Welcome to the new OALA website! Please click here to read the FAQ
Peitree Yaoliang Eco Resort - PFS Studio

Editorial Board Message

A message from Eric Klaver, Chair, Ground Editorial Board

Every year, when the editorial board decides on the next round of themes for upcoming issues, we brainstorm any number of possibilities, discuss, and then vote for our picks. Typically, about fifty are spitballed, which are whittled down to four. When death was suggested, and subsequently discussed, we almost immediately—seemingly reflexively—added “and renewal.”

There was no disagreement about this addition, and while I think it is partly due to the discomfort we have as a culture around death, I believe it is also due to the fact that, in landscape architecture, renewal is a significant part of our stock in trade.

In 1994, as a celebration of the OALA’s 25th year, Robert Burley was commissioned to photograph built works of landscape architecture by OALA members that became the Tithing for Eden exhibit in the Design Exchange in Toronto. Included in the exhibit as a coda was a photograph and brief elegy for the Ontario Place Forum, now considered a masterpiece of landscape by Michael Hough (then Hough, Stansbury & Associates), as part of the Ontario Place. What sprang up in its place was an affront to the original design. Coincidentally, and perhaps instructively, we are in the same situation with the entirety of Ontario Place under threat. Like Saturn eating his own children, our actions can precipitate loss that echo into following generations.

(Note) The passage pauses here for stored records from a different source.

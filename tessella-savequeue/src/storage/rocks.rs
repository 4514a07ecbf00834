//! RocksDB-backed key/value store.
//!
//! Values are LZ4-compressed before hitting RocksDB: snapshots of page states
//! are JSON and compress well, and LZ4 decompression is cheap enough to sit
//! on the load path.
//!
//! Writes default to buffered (no per-write fsync); enable `sync_writes` if
//! the host cannot tolerate losing the last few writes on power failure.

use rocksdb::{BlockBasedOptions, Cache, DBWithThreadMode, Options, SingleThreaded, WriteOptions};
use std::path::{Path, PathBuf};

use super::kv::{KeyValue, KvError};

/// RocksDB store configuration.
#[derive(Debug, Clone)]
pub struct RocksConfig {
    /// Database directory path
    pub path: PathBuf,
    /// Block cache size in bytes (default: 32MB)
    pub block_cache_size: usize,
    /// Enable fsync on every write (default: false)
    pub sync_writes: bool,
    /// Max open files for RocksDB (default: 128)
    pub max_open_files: i32,
}

impl Default for RocksConfig {
    fn default() -> Self {
        Self {
            path: PathBuf::from("tessella_data"),
            block_cache_size: 32 * 1024 * 1024, // 32MB
            sync_writes: false,
            max_open_files: 128,
        }
    }
}

impl RocksConfig {
    /// Config for testing (small cache, temp directory).
    pub fn for_testing(path: impl Into<PathBuf>) -> Self {
        Self {
            path: path.into(),
            block_cache_size: 4 * 1024 * 1024, // 4MB
            sync_writes: false,
            max_open_files: 64,
        }
    }
}

impl From<rocksdb::Error> for KvError {
    fn from(e: rocksdb::Error) -> Self {
        KvError::Backend(e.to_string())
    }
}

/// RocksDB-backed [`KeyValue`] implementation with LZ4 value compression.
pub struct RocksKv {
    /// RocksDB instance (single-threaded mode — concurrency via tokio)
    db: DBWithThreadMode<SingleThreaded>,
    config: RocksConfig,
}

impl RocksKv {
    /// Open (creating if missing) the database at the configured path.
    pub fn open(config: RocksConfig) -> Result<Self, KvError> {
        let mut opts = Options::default();
        opts.create_if_missing(true);
        opts.set_max_open_files(config.max_open_files);
        opts.set_keep_log_file_num(5);

        let mut block_opts = BlockBasedOptions::default();
        let cache = Cache::new_lru_cache(config.block_cache_size);
        block_opts.set_block_cache(&cache);
        opts.set_block_based_table_factory(&block_opts);

        let db = DBWithThreadMode::<SingleThreaded>::open(&opts, &config.path)?;
        Ok(Self { db, config })
    }

    /// The database path.
    pub fn path(&self) -> &Path {
        &self.config.path
    }

    fn write_options(&self) -> WriteOptions {
        let mut write_opts = WriteOptions::default();
        write_opts.set_sync(self.config.sync_writes);
        write_opts
    }
}

impl KeyValue for RocksKv {
    fn get(&self, key: &str) -> Option<Vec<u8>> {
        let stored = match self.db.get(key.as_bytes()) {
            Ok(stored) => stored?,
            Err(e) => {
                log::warn!("rocksdb read failed for key {key}: {e}");
                return None;
            }
        };
        match lz4_flex::decompress_size_prepended(&stored) {
            Ok(value) => Some(value),
            Err(e) => {
                log::warn!("discarding undecompressable value for key {key}: {e}");
                None
            }
        }
    }

    fn set(&self, key: &str, value: &[u8]) -> Result<(), KvError> {
        let compressed = lz4_flex::compress_prepend_size(value);
        self.db
            .put_opt(key.as_bytes(), &compressed, &self.write_options())?;
        Ok(())
    }

    fn remove(&self, key: &str) -> Result<(), KvError> {
        self.db
            .delete_opt(key.as_bytes(), &self.write_options())?;
        Ok(())
    }
}
//! Durable key/value collaborator interface.
//!
//! The save queue needs only three operations over string keys: `get`, `set`,
//! `remove`. Anything that can do that durably can back the queue; the crate
//! ships [`MemoryKv`] for tests and non-durable contexts and a RocksDB
//! implementation in [`super::rocks`].

use std::collections::HashMap;
use std::sync::Mutex;

/// Key/value backend errors.
#[derive(Debug, Clone)]
pub enum KvError {
    /// The backing store failed (I/O error, quota exceeded, ...).
    Backend(String),
    /// A stored value could not be decoded.
    Corrupt(String),
}

impl std::fmt::Display for KvError {
    fn fmt(&self, f: &mut std::fmt::Formatter<'_>) -> std::fmt::Result {
        match self {
            KvError::Backend(e) => write!(f, "Storage backend error: {e}"),
            KvError::Corrupt(e) => write!(f, "Corrupt stored value: {e}"),
        }
    }
}

impl std::error::Error for KvError {}

/// Minimal durable key/value store over string keys.
pub trait KeyValue: Send + Sync {
    /// Read a value, `None` if absent (or unreadable — implementations log).
    fn get(&self, key: &str) -> Option<Vec<u8>>;

    /// Write a value.
    fn set(&self, key: &str, value: &[u8]) -> Result<(), KvError>;

    /// Remove a value. Removing an absent key is not an error.
    fn remove(&self, key: &str) -> Result<(), KvError>;
}

/// In-memory key/value store.
///
/// Not durable across processes; used by tests and by hosts that run without
/// local storage for the lifetime of the process.
#[derive(Default)]
pub struct MemoryKv {
    entries: Mutex<HashMap<String, Vec<u8>>>,
}

impl MemoryKv {
    pub fn new() -> Self {
        Self::default()
    }

    /// Number of stored keys.
    pub fn len(&self) -> usize {
        self.lock().len()
    }

    /// Whether the store holds no keys.
    pub fn is_empty(&self) -> bool {
        self.lock().is_empty()
    }

    fn lock(&self) -> std::sync::MutexGuard<'_, HashMap<String, Vec<u8>>> {
        self.entries.lock().unwrap_or_else(|poisoned| poisoned.into_inner())
    }
}

impl KeyValue for MemoryKv {
    fn get(&self, key: &str) -> Option<Vec<u8>> {
        self.lock().get(key).cloned()
    }

    fn set(&self, key: &str, value: &[u8]) -> Result<(), KvError> {
        self.lock().insert(key.to_owned(), value.to_vec());
        Ok(())
    }

    fn remove(&self, key: &str) -> Result<(), KvError> {
        self.lock().remove(key);
        Ok(())
    }
}

#[cfg(test)]
mod tests {
    use super::*;

    #[test]
    fn test_memory_kv_set_get() {
        let kv = MemoryKv::new();
        assert!(kv.get("missing").is_none());

        kv.set("a", b"value").unwrap();
        assert_eq!(kv.get("a"), Some(b"value".to_vec()));
        assert_eq!(kv.len(), 1);
    }

    #[test]
    fn test_memory_kv_overwrite() {
        let kv = MemoryKv::new();
        kv.set("a", b"one").unwrap();
        kv.set("a", b"two").unwrap();
        assert_eq!(kv.get("a"), Some(b"two".to_vec()));
        assert_eq!(kv.len(), 1);
    }

    #[test]
    fn test_memory_kv_remove() {
        let kv = MemoryKv::new();
        kv.set("a", b"value").unwrap();
        kv.remove("a").unwrap();
        assert!(kv.get("a").is_none());

        // Removing an absent key is fine.
        kv.remove("a").unwrap();
        assert!(kv.is_empty());
    }

    #[test]
    fn test_kv_error_display() {
        let err = KvError::Backend("disk full".into());
        assert!(err.to_string().contains("disk full"));

        let err = KvError::Corrupt("bad json".into());
        assert!(err.to_string().contains("Corrupt"));
    }
}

In this issue, we explore the threat to Ontario Place and other important landscapes, not just as lost places, but also as existential cultural loss. As part of “and Renewal,” we also turn to those landscape architects’ works which serve to reclaim and renew cultural landscapes. Renewal is a hopeful and fulfilling part of our profession. Equally, we are called to engage with death as part of the process, where perseverance of, and resistance to loss is paid as a fundamental element of our vocational tithe.